● **Exercise requirements**:
Scan the entries below for the word "reply" and copy every line in which it occurs.

● **Records for this exercise**:

· · · ·

//! Driver trait for abstracting host I/O.
//!
//! The [`Driver`] trait decouples the dispatch loop from how host events
//! arrive and how replies travel back. The generic [`crate::Runtime`] does
//! the orchestration; each embedding supplies a driver.

use std::future::Future;

use crate::{HostEvent, Response};

/// Abstracts host I/O for the kiosk runtime.
///
/// # Implementations
///
/// - **Channel**: [`crate::ChannelDriver`], fed by cloneable
///   [`crate::KioskHandle`]s over tokio channels
/// - **Platform**: a binding that receives key events and lifecycle callbacks
///   directly from the host UI framework
pub trait Driver: Send {
    /// Driver-specific error type.
    type Error: std::error::Error + Send + 'static;

    /// Wait for the next host event.
    ///
    /// Returns `Ok(None)` once no more events will arrive.
    fn poll_event(&mut self) -> impl Future<Output = Result<Option<HostEvent>, Self::Error>> + Send;

    /// Deliver the reply to the most recently polled event.
    ///
    /// # Errors
    ///
    /// Returns an error if the reply cannot be delivered.
    fn respond(&mut self, response: Response) -> Result<(), Self::Error>;

    /// Release driver resources.
    fn stop(&mut self);
}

· · · ·

● **Written answer**:
    /// Deliver the reply to the most recently polled event.
    /// Returns an error if the reply cannot be delivered.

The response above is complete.